Lab 1: Finite-State Transducers

Lab Assigned Lab Due
(Start of class)
16 Jan 6 Feb

My output for the problems can be found here


Abstract: In this assignment you will implement a simple finite-state transducer, which uses the actions of a finite-state automaton to perform a simple language translation. You will also gain experience with CUP (Constructor of Useful Parsers) notation.
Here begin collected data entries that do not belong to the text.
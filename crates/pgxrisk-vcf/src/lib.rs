//! pgxrisk-vcf — best-effort variant extraction from uploaded VCF text.
//!
//! This is deliberately not a VCF-standard-compliant parser: it consumes a
//! minimal tab-separated subset and reads a fixed handful of INFO sub-fields
//! (GENE, RS, STAR). Malformed rows are dropped, never reported as errors.

pub mod extractor;

pub use extractor::{decode_lossy, extract_variants, has_supported_header, SUPPORTED_VCF_HEADER};
//! Axum router — maps URL paths to handlers.

use std::sync::Arc;

use axum::{
    extract::DefaultBodyLimit,
    routing::{get, post},
    Router,
};
use tower_http::{cors::CorsLayer, trace::TraceLayer};

use crate::handlers::{analyze::analyze, index::index_page, system::health};
use crate::state::{AppState, SharedState};

/// Build and return the full Axum router.
pub fn build_router(state: AppState) -> Router {
    // Leave headroom above the payload limit for multipart framing
    let body_limit = state.max_upload_bytes + 64 * 1024;
    let shared: SharedState = Arc::new(state);

    Router::new()
        .route("/", get(index_page))
        .route("/health", get(health))
        .route("/analyze", post(analyze))
        .layer(DefaultBodyLimit::max(body_limit))
        .layer(CorsLayer::permissive())
        .layer(TraceLayer::new_for_http())
        .with_state(shared)
}
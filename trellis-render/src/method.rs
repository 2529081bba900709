use crate::error::{RenderError, Result};
use serde_json::Value;
use trellis_dom::{Document, DomEvent, EventTarget, NodeId};

/// Element methods callers may invoke by name.
#[derive(Debug, Clone, PartialEq, Eq)]
pub enum ElementMethod {
    Focus,
    Blur,
    Click,
    Reset,
    SetAttribute { name: String, value: String },
    RemoveAttribute { name: String },
}

impl ElementMethod {
    pub fn parse(method: &str, args: &[Value]) -> Result<Self> {
        let parsed = match method {
            "focus" => Self::Focus,
            "blur" => Self::Blur,
            "click" => Self::Click,
            "reset" => Self::Reset,
            "setAttribute" => {
                let [name, value] = args else {
                    return Err(arity(method, 2, args.len()));
                };
                Self::SetAttribute {
                    name: string_arg(method, name)?,
                    value: string_arg(method, value)?,
                }
            }
            "removeAttribute" => {
                let [name] = args else {
                    return Err(arity(method, 1, args.len()));
                };
                Self::RemoveAttribute {
                    name: string_arg(method, name)?,
                }
            }
            other => return Err(RenderError::UnknownElementMethod(other.to_string())),
        };
        if matches!(parsed, Self::Focus | Self::Blur | Self::Click | Self::Reset)
            && !args.is_empty()
        {
            return Err(arity(method, 0, args.len()));
        }
        Ok(parsed)
    }

    pub fn invoke(&self, document: &Document, element: NodeId) -> Result<()> {
        match self {
            Self::Focus => document.focus(element)?,
            Self::Blur => document.blur(element)?,
            Self::Click => {
                document.dispatch_event(EventTarget::Node(element), &DomEvent::new("click"))?;
            }
            Self::Reset => {
                document.dispatch_event(EventTarget::Node(element), &DomEvent::new("reset"))?;
            }
            Self::SetAttribute { name, value } => document.set_attribute(element, name, value)?,
            Self::RemoveAttribute { name } => document.remove_attribute(element, name)?,
        }
        Ok(())
    }
}

fn arity(method: &str, expected: usize, got: usize) -> RenderError {
    RenderError::InvalidMethodArguments {
        method: method.to_string(),
        reason: format!("expected {expected} argument(s), got {got}"),
    }
}

/// Strings pass through; numbers and booleans are stringified.
fn string_arg(method: &str, value: &Value) -> Result<String> {
    match value {
        Value::String(s) => Ok(s.clone()),
        Value::Number(n) => Ok(n.to_string()),
        Value::Bool(b) => Ok(b.to_string()),
        other => Err(RenderError::InvalidMethodArguments {
            method: method.to_string(),
            reason: format!("unsupported argument {other}"),
        }),
    }
}

#[cfg(test)]
mod tests {
    use super::*;
    use serde_json::json;

    #[test]
    fn test_parse_allow_listed_methods() {
        assert_eq!(ElementMethod::parse("focus", &[]).unwrap(), ElementMethod::Focus);
        assert_eq!(
            ElementMethod::parse("setAttribute", &[json!("tabindex"), json!(0)]).unwrap(),
            ElementMethod::SetAttribute {
                name: "tabindex".into(),
                value: "0".into()
            }
        );
        assert_eq!(
            ElementMethod::parse("removeAttribute", &[json!("hidden")]).unwrap(),
            ElementMethod::RemoveAttribute {
                name: "hidden".into()
            }
        );
    }

    #[test]
    fn test_parse_rejects_unknown_and_bad_arguments() {
        assert_eq!(
            ElementMethod::parse("scrollIntoView", &[]).unwrap_err(),
            RenderError::UnknownElementMethod("scrollIntoView".into())
        );
        assert!(matches!(
            ElementMethod::parse("setAttribute", &[json!("x")]),
            Err(RenderError::InvalidMethodArguments { .. })
        ));
        assert!(matches!(
            ElementMethod::parse("removeAttribute", &[json!(null)]),
            Err(RenderError::InvalidMethodArguments { .. })
        ));
        assert!(matches!(
            ElementMethod::parse("focus", &[json!(1)]),
            Err(RenderError::InvalidMethodArguments { .. })
        ));
    }

    #[test]
    fn test_invoke() {
        let document = Document::new();
        let input = document.create_element("input");

        ElementMethod::Focus.invoke(&document, input).unwrap();
        assert_eq!(document.active_element(), Some(input));
        ElementMethod::Blur.invoke(&document, input).unwrap();
        assert_eq!(document.active_element(), None);

        ElementMethod::parse("setAttribute", &[json!("type"), json!("text")])
            .unwrap()
            .invoke(&document, input)
            .unwrap();
        assert_eq!(document.get_attribute(input, "type").unwrap().as_deref(), Some("text"));
    }
}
Specifically, you will design and implement a deterministic finite-state automaton that recognizes fully-declared right-linear CUP grammar specifications. The output (transduction) from your program consists of node and edge declarations for a finite-state automaton.

As with each machine problem assigned, you will find a TestFiles subdirectory. That directory contains a collection of files you can use to test your solution. While your solution is expected to work on these inputs, your code will be evaluated on other, secret inputs. You are encouraged to test your program to ensure that it operates reasonably and will pass muster with the our secret test files.

Behold the general structure of a CUP specification:

Section Example
Symbol Declarations
    terminal stringtype lparen, rparen, digit;
non terminal inttype    Number; 
non terminal stringtype Parens; 
Start Declaration start with Number;
Productions
Number ::= Number digit
         | digit
         | Parens
         ;

Parens ::= lparen rparen;
The phrases terminal, non terminal, and start with indicate the declaration of terminal and nonterminal symbols, respectively. The word immediately following each of those is not a symbol to be declared, but is instead the semantic type of the symbol. So, in the example above, stringtype and inttype are object types for the symbols declared on those lines. The distributon of white space is arbitrary, but the above examples were constructed to show good formatting style.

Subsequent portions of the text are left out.